Le règlement 20-20-20 peut détenir des projets entiers tandis que les développeurs entreprennent pour financer ou évaluer si la valeur du projet justifie l’investissement.
“La plupart des développeurs, si les règles étaient claires et que l’argent était à l’avance, serait en mesure de y faire face”, a-t-il déclaré, se référant à l’exigence de la maison sociale.
“Mais comme ils ne sont pas un peu incertains, et il n’est jamais clair si l’argent arrive, il est plus difficile de gérer le développement.”
Trop d’obstacles, dit l’opposition
Cependant, l’objectif de créer des quartiers denses est logique lors de la lutte contre l’expansion urbaine, a déclaré Shearmur.
Cette vision est logique, mais il y a trop d’obstacles pour les développeurs, a déclaré Aref Salem, chef de l’opposition officielle à la mairie.
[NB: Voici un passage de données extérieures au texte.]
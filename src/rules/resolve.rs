//! Dependency resolution for rule sets.
//!
//! Resolution runs in phases:
//!
//! 1. parse every rule against the visible names (input columns plus every rule output)
//! 2. derive rule-to-rule dependencies from each expression's free columns
//! 3. report dependency cycles (strongly connected components)
//! 4. topologically sort, breaking ties by declaration order
//! 5. lay out row slots, bind expressions to them and infer output types
//!
//! Every error from phases 1-3 is collected, so validation can report all of them at once.

use std::cmp::Reverse;
use std::collections::{BinaryHeap, HashMap};
use std::sync::Arc;

use crate::error::RuleError;
use crate::expr::{parse_expression, Expr};
use crate::types::{DataType, Field, Schema};

use super::definition::RuleDefinitions;
use super::{ResolvedRule, RuleSet};

pub(crate) fn resolve_all(defs: &RuleDefinitions, input: &Schema) -> Result<RuleSet, Vec<RuleError>> {
    let mut errors = Vec::new();
    let rules: Vec<_> = defs.iter().collect();

    let rule_index: HashMap<&str, usize> = rules
        .iter()
        .enumerate()
        .map(|(i, r)| (r.name.as_str(), i))
        .collect();

    // Parse-time scope. Slots here are provisional; they are re-bound once the layout is known.
    let mut scope: HashMap<String, usize> = input
        .field_names()
        .enumerate()
        .map(|(i, name)| (name.to_string(), i))
        .collect();
    for (i, rule) in rules.iter().enumerate() {
        scope.entry(rule.name.clone()).or_insert(input.len() + i);
    }

    let mut parsed: Vec<Option<Expr>> = Vec::with_capacity(rules.len());
    for rule in &rules {
        if rule.name.trim().is_empty() {
            errors.push(RuleError::InvalidDocument {
                message: "rule output names must not be empty".to_string(),
            });
            parsed.push(None);
            continue;
        }
        match parse_expression(&rule.expression, &scope) {
            Ok(expr) => parsed.push(Some(expr)),
            Err(e) => {
                errors.push(RuleError::from_parse(&rule.name, e));
                parsed.push(None);
            }
        }
    }

    // deps[i] = rules that must run before rule i
    let mut deps: Vec<Vec<usize>> = vec![Vec::new(); rules.len()];
    for (i, expr) in parsed.iter().enumerate() {
        let Some(expr) = expr else { continue };
        for column in expr.columns() {
            let Some(&j) = rule_index.get(column) else {
                continue;
            };
            // A shadowing rule reads the input value of its own name.
            if j == i && input.index_of(column).is_some() {
                continue;
            }
            if !deps[i].contains(&j) {
                deps[i].push(j);
            }
        }
    }

    for component in cyclic_components(&deps) {
        errors.push(RuleError::CyclicDependency {
            rules: component.iter().map(|&i| rules[i].name.clone()).collect(),
        });
    }

    if !errors.is_empty() {
        return Err(errors);
    }

    let order = topological_order(&deps);

    // Row layout: input columns keep their slots (shadowing rules overwrite them in place), new
    // outputs are appended in evaluation order.
    let mut slots: HashMap<&str, usize> = input
        .field_names()
        .enumerate()
        .map(|(i, name)| (name, i))
        .collect();
    let mut next_slot = input.len();
    let mut rule_slot = vec![0usize; rules.len()];
    for &i in &order {
        let name = rules[i].name.as_str();
        rule_slot[i] = match input.index_of(name) {
            Some(slot) => slot,
            None => {
                next_slot += 1;
                next_slot - 1
            }
        };
        slots.insert(name, rule_slot[i]);
    }

    let mut slot_types: Vec<DataType> = input.fields.iter().map(|f| f.data_type).collect();
    slot_types.resize(next_slot, DataType::Float64);

    let mut resolved = Vec::with_capacity(order.len());
    for &i in &order {
        let Some(mut expr) = parsed[i].take() else {
            continue;
        };
        if let Err(column) = expr.bind(&|name: &str| slots.get(name).copied()) {
            // Unreachable after a successful parse, kept as an error rather than a panic.
            return Err(vec![RuleError::UnknownColumn {
                rule: rules[i].name.clone(),
                column,
            }]);
        }
        let data_type = expr.infer_type(&|slot: usize| {
            slot_types.get(slot).copied().unwrap_or(DataType::Float64)
        });
        let slot = rule_slot[i];
        slot_types[slot] = data_type;
        resolved.push(ResolvedRule {
            name: rules[i].name.clone(),
            expression: expr,
            slot,
            data_type,
            shadows_input: slot < input.len(),
        });
    }

    let mut fields: Vec<Field> = input
        .fields
        .iter()
        .enumerate()
        .map(|(slot, f)| Field::new(f.name.clone(), slot_types[slot]))
        .collect();
    fields.extend(
        resolved
            .iter()
            .filter(|r| !r.shadows_input)
            .map(|r| Field::new(r.name.clone(), r.data_type)),
    );

    tracing::debug!(
        order = ?resolved.iter().map(|r| r.name.as_str()).collect::<Vec<_>>(),
        "resolved rule evaluation order"
    );

    Ok(RuleSet {
        input_schema: Arc::new(input.clone()),
        output_schema: Arc::new(Schema::new(fields)),
        rules: resolved,
    })
}

/// Kahn's algorithm; among ready rules the earliest declared runs first.
fn topological_order(deps: &[Vec<usize>]) -> Vec<usize> {
    let n = deps.len();
    let mut dependents: Vec<Vec<usize>> = vec![Vec::new(); n];
    let mut pending: Vec<usize> = vec![0; n];
    for (i, ds) in deps.iter().enumerate() {
        pending[i] = ds.len();
        for &j in ds {
            dependents[j].push(i);
        }
    }

    let mut ready: BinaryHeap<Reverse<usize>> =
        (0..n).filter(|&i| pending[i] == 0).map(Reverse).collect();
    let mut order = Vec::with_capacity(n);
    while let Some(Reverse(i)) = ready.pop() {
        order.push(i);
        for &k in &dependents[i] {
            pending[k] -= 1;
            if pending[k] == 0 {
                ready.push(Reverse(k));
            }
        }
    }
    order
}

/// Strongly connected components that form a cycle (more than one member, or a self-loop).
///
/// Members of each component are in declaration order; components are ordered by their first
/// member.
fn cyclic_components(deps: &[Vec<usize>]) -> Vec<Vec<usize>> {
    struct Tarjan<'a> {
        deps: &'a [Vec<usize>],
        index: Vec<Option<usize>>,
        lowlink: Vec<usize>,
        on_stack: Vec<bool>,
        stack: Vec<usize>,
        counter: usize,
        components: Vec<Vec<usize>>,
    }

    impl Tarjan<'_> {
        fn visit(&mut self, v: usize) {
            self.index[v] = Some(self.counter);
            self.lowlink[v] = self.counter;
            self.counter += 1;
            self.stack.push(v);
            self.on_stack[v] = true;

            for &w in &self.deps[v] {
                match self.index[w] {
                    None => {
                        self.visit(w);
                        self.lowlink[v] = self.lowlink[v].min(self.lowlink[w]);
                    }
                    Some(wi) if self.on_stack[w] => {
                        self.lowlink[v] = self.lowlink[v].min(wi);
                    }
                    Some(_) => {}
                }
            }

            if Some(self.lowlink[v]) == self.index[v] {
                let mut component = Vec::new();
                while let Some(w) = self.stack.pop() {
                    self.on_stack[w] = false;
                    component.push(w);
                    if w == v {
                        break;
                    }
                }
                self.components.push(component);
            }
        }
    }

    let n = deps.len();
    let mut t = Tarjan {
        deps,
        index: vec![None; n],
        lowlink: vec![0; n],
        on_stack: vec![false; n],
        stack: Vec::new(),
        counter: 0,
        components: Vec::new(),
    };
    for v in 0..n {
        if t.index[v].is_none() {
            t.visit(v);
        }
    }

    let mut cycles: Vec<Vec<usize>> = t
        .components
        .into_iter()
        .filter(|c| c.len() > 1 || deps[c[0]].contains(&c[0]))
        .map(|mut c| {
            c.sort_unstable();
            c
        })
        .collect();
    cycles.sort_unstable_by_key(|c| c[0]);
    cycles
}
Il a mentionné l’hippodrome dans le West End comme un développement du logement non réalisé. Le terrain appartient à la ville, mais un milliard de dollars d’infrastructures municipales est nécessaire pour continuer.
Bridge-Bonaventure, qui promet des milliers d’unités, a également besoin d’un milliard de dollars d’infrastructures, dont une station pour le nouveau système métropolitain de la ville, a-t-il déclaré.
“Le besoin de Montréal est de construire … beaucoup plus d’unités”, a déclaré Salem. “Entre aujourd’hui et 2030, nous parlons de 60 000 unités et nous sommes vraiment loin de cela.”

Il a dit qu’il fallait trop de temps pour que les projets et les permis coûtent cher. Les développeurs quittent plutôt Montréal basé sur la côte nord ou sud, évitant la bureaucratie et les coûts pour satisfaire le règlement 20-20-20.
“C’est vraiment un autre problème que nous avons avec cette administration que nous n’avons jamais vue auparavant les huit dernières années ici à Montréal”, a déclaré Salem.
L’architecte de longue date de Montréal Ron Rayside de Rayside Labossière a déclaré que l’hébergement à haute densité ne peut pas être construit partout. Mais si la ville veut se produire ces grands projets, “il y a de la place pour accélérer le processus à tous les niveaux”.
Cependant, les projets à grande échelle ne se produisent pas aujourd’hui. Il faut des années pour planifier et garantir des prêts, en particulier avec l’augmentation des coûts, a-t-il déclaré.
“Parfois, c’est un long processus, et peut-être qu’une partie du problème est que tout le monde n’est pas conscient des différents passages de ce long processus”, a-t-il déclaré.
Beaudry a reconnu que la bureaucratie avait ralenti certains projets, mais a déclaré que l’administration Plante avait travaillé pour réduire ces obstacles, établissant les règles pour délivrer des permis plus rapidement. Dans le cadre du nouveau plan urbain, a-t-il dit, le processus est plus prévisible. Le Québec a également contribué à simplifier les approbations.
Mais les développeurs ont encore besoin d’un financement provincial et fédéral pour construire le logement social et pratique demandé, a-t-il déclaré. L’objectif est de bien planifier la ville, pas seulement la tour après la tour.
La topographie passable mélangera les types de construction, d’espace vert, de shopping et de services sociaux, a déclaré, citant le lieu de Versailles comme exemple de transformation d’un centre commercial et de stationnement en quelque chose de plus grand.
“Nous travaillons main dans la main avec les développeurs et autres partenaires pour nous assurer que le quartier n’est pas basé sur les voitures. Elle est basée sur les transports publics”, a déclaré Beaudry. “C’est un processus en cours.”